The language of commodification weakens our sense of connection to nature and the responsibility to care for it. The things we own (our phone, watch, etc.) are assets and we look after them as such. The care I provide to my cat, however, is not based on its utility to me, but on the responsibility I owe to another living creature, to another entity that is infused with the same organising life force that flows through me. As Sigmund Freud realised in 1930, when we identify strongly with – or, to use the non-scientific term, ‘love’ – something, then the subject-object relationship disappears. This love extends to wild nature. It is antithetical to many people to refer to a dancing swift, an elegant swan or friendly-looking robin as an ‘asset’.

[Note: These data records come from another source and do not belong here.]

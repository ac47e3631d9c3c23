use chrono::Utc;
use serde::{Deserialize, Serialize};

use crate::model::{Collection, Event, Note, Project, Task, TaskStatus, TimelineItem};
use crate::store::{ItemStore, StoreError};

/// In-memory store. Also the serialized shape of the JSON data file.
#[derive(Debug, Clone, Default, Serialize, Deserialize)]
pub struct MemoryStore {
    #[serde(default)]
    items: Vec<TimelineItem>,
    #[serde(default)]
    projects: Vec<Project>,
    #[serde(default)]
    collections: Vec<Collection>,
    #[serde(default)]
    next_item_id: u64,
    #[serde(default)]
    next_project_id: u64,
    #[serde(default)]
    next_collection_id: u64,
}

impl MemoryStore {
    pub fn new() -> Self {
        MemoryStore::default()
    }

    fn next_item_id(&mut self) -> u64 {
        self.next_item_id += 1;
        self.next_item_id
    }

    fn item_mut(&mut self, id: u64) -> Option<&mut TimelineItem> {
        self.items.iter_mut().find(|i| i.id() == id)
    }
}

impl ItemStore for MemoryStore {
    fn create_task(
        &mut self,
        content: &str,
        status: TaskStatus,
        project_id: Option<u64>,
    ) -> Result<Task, StoreError> {
        let task = Task {
            id: self.next_item_id(),
            content: content.to_string(),
            status,
            project_id,
            created_at: Utc::now(),
        };
        self.items.push(TimelineItem::Task(task.clone()));
        Ok(task)
    }

    fn create_event(
        &mut self,
        content: &str,
        project_id: Option<u64>,
        collection_id: Option<u64>,
    ) -> Result<Event, StoreError> {
        let event = Event {
            id: self.next_item_id(),
            content: content.to_string(),
            project_id,
            collection_id,
            created_at: Utc::now(),
        };
        self.items.push(TimelineItem::Event(event.clone()));
        Ok(event)
    }

    fn create_note(
        &mut self,
        content: &str,
        collection_id: Option<u64>,
    ) -> Result<Note, StoreError> {
        let note = Note {
            id: self.next_item_id(),
            content: content.to_string(),
            collection_id,
            created_at: Utc::now(),
        };
        self.items.push(TimelineItem::Note(note.clone()));
        Ok(note)
    }

    fn create_project(&mut self, name: &str) -> Result<Project, StoreError> {
        if self.find_project(name).is_some() {
            return Err(StoreError::DuplicateProject(name.to_string()));
        }
        self.next_project_id += 1;
        let project = Project {
            id: self.next_project_id,
            name: name.to_string(),
            created_at: Utc::now(),
        };
        self.projects.push(project.clone());
        Ok(project)
    }

    fn create_collection(&mut self, name: &str) -> Result<Collection, StoreError> {
        if self.find_collection(name).is_some() {
            return Err(StoreError::DuplicateCollection(name.to_string()));
        }
        self.next_collection_id += 1;
        let collection = Collection {
            id: self.next_collection_id,
            name: name.to_string(),
            created_at: Utc::now(),
        };
        self.collections.push(collection.clone());
        Ok(collection)
    }

    fn update_task_status(&mut self, id: u64, status: TaskStatus) -> Result<Task, StoreError> {
        match self.item_mut(id) {
            Some(TimelineItem::Task(task)) => {
                task.status = status;
                Ok(task.clone())
            }
            Some(_) => Err(StoreError::NotATask(id)),
            None => Err(StoreError::NotFound(id)),
        }
    }

    fn update_content(&mut self, id: u64, content: &str) -> Result<TimelineItem, StoreError> {
        let item = self.item_mut(id).ok_or(StoreError::NotFound(id))?;
        match item {
            TimelineItem::Task(t) => t.content = content.to_string(),
            TimelineItem::Event(e) => e.content = content.to_string(),
            TimelineItem::Note(n) => n.content = content.to_string(),
        }
        Ok(item.clone())
    }

    fn delete_item(&mut self, id: u64) -> Result<(), StoreError> {
        let before = self.items.len();
        self.items.retain(|i| i.id() != id);
        if self.items.len() == before {
            return Err(StoreError::NotFound(id));
        }
        Ok(())
    }

    fn delete_items(&mut self, ids: &[u64]) -> Result<usize, StoreError> {
        let before = self.items.len();
        self.items.retain(|i| !ids.contains(&i.id()));
        Ok(before - self.items.len())
    }

    fn items(&self) -> Vec<TimelineItem> {
        // IDs are monotonic, so reverse insertion order is newest first
        self.items.iter().rev().cloned().collect()
    }

    fn tasks(&self) -> Vec<Task> {
        self.items
            .iter()
            .rev()
            .filter_map(|i| match i {
                TimelineItem::Task(t) => Some(t.clone()),
                _ => None,
            })
            .collect()
    }

    fn projects(&self) -> Vec<Project> {
        self.projects.iter().rev().cloned().collect()
    }

    fn collections(&self) -> Vec<Collection> {
        self.collections.iter().rev().cloned().collect()
    }

    fn find_project(&self, name: &str) -> Option<Project> {
        self.projects
            .iter()
            .find(|p| p.name.eq_ignore_ascii_case(name))
            .cloned()
    }

    fn find_collection(&self, name: &str) -> Option<Collection> {
        self.collections
            .iter()
            .find(|c| c.name.eq_ignore_ascii_case(name))
            .cloned()
    }
}

#[cfg(test)]
mod tests {
    use super::*;

    #[test]
    fn create_and_list_newest_first() {
        let mut store = MemoryStore::new();
        let a = store.create_task("first", TaskStatus::Todo, None).unwrap();
        let b = store.create_task("second", TaskStatus::Todo, None).unwrap();
        assert_ne!(a.id, b.id);

        let items = store.items();
        assert_eq!(items.len(), 2);
        assert_eq!(items[0].content(), "second");
        assert_eq!(items[1].content(), "first");
    }

    #[test]
    fn shared_id_space_across_item_kinds() {
        let mut store = MemoryStore::new();
        let t = store.create_task("t", TaskStatus::Todo, None).unwrap();
        let e = store.create_event("e", None, None).unwrap();
        let n = store.create_note("n", None).unwrap();
        assert_eq!((t.id, e.id, n.id), (1, 2, 3));
    }

    #[test]
    fn update_status_rejects_non_tasks() {
        let mut store = MemoryStore::new();
        let e = store.create_event("standup", None, None).unwrap();
        let err = store.update_task_status(e.id, TaskStatus::Done).unwrap_err();
        assert!(matches!(err, StoreError::NotATask(_)));
        assert!(matches!(
            store.update_task_status(99, TaskStatus::Done).unwrap_err(),
            StoreError::NotFound(99)
        ));
    }

    #[test]
    fn delete_many_skips_missing_ids() {
        let mut store = MemoryStore::new();
        let a = store.create_task("a", TaskStatus::Todo, None).unwrap();
        let b = store.create_note("b", None).unwrap();
        let removed = store.delete_items(&[a.id, b.id, 999]).unwrap();
        assert_eq!(removed, 2);
        assert!(store.items().is_empty());
    }

    #[test]
    fn duplicate_project_name_rejected() {
        let mut store = MemoryStore::new();
        store.create_project("home").unwrap();
        let err = store.create_project("Home").unwrap_err();
        assert!(matches!(err, StoreError::DuplicateProject(_)));
    }

    #[test]
    fn find_project_is_case_insensitive() {
        let mut store = MemoryStore::new();
        let p = store.create_project("Home").unwrap();
        assert_eq!(store.find_project("home").unwrap().id, p.id);
        assert!(store.find_project("work").is_none());
    }
}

Do economic fixes have a role to play?

Achieving multiple goals for society (a stable climate, clean air and water, thriving nature, etc.) needs transformation of our economy, technology and culture. A narrow focus on just one of these strands – economic fixes in this article – is unlikely to be effective and it may even make things worse.

Economic tools have their place in protecting nature but they’re not a silver bullet. Their limitations must be recognised and factored into the decision-making. ‘B Corps’ (companies that act upon their values of responsibility for nature and society) are an important example of using economic tools within a wider decision-making context. These companies structure their operating procedures to actively restore nature even if it doesn’t turn a profit and without necessarily monetising its value.

The key is to avoid seeing nature only as a set of ‘assets’, which doesn’t tackle the deeper aspects of our cultures that drive environmental degradation5.

References

  1. The battle for the soul of biodiversity Masood, E. Nature, 22 Aug 2018
  2. How Many Species Are There on Earth and in the Ocean? Mora C, et al., PLOS Biology 9(8) 2011.
  3. DTPC State of the Environment Report 2015-16, 5th Sept 2016.
  4. Motivation crowding by economic incentives in conservation policy: A review of the empirical evidence. Rode, J., Gómez-Baggethun, E. & Krause, T. Ecol. Econ., 117, 270-282, 2015.
  5. Meeting Environmental Challenges: The Role of Human Identity. Compton, T. & Kasser, T. WWF-UK, 2009.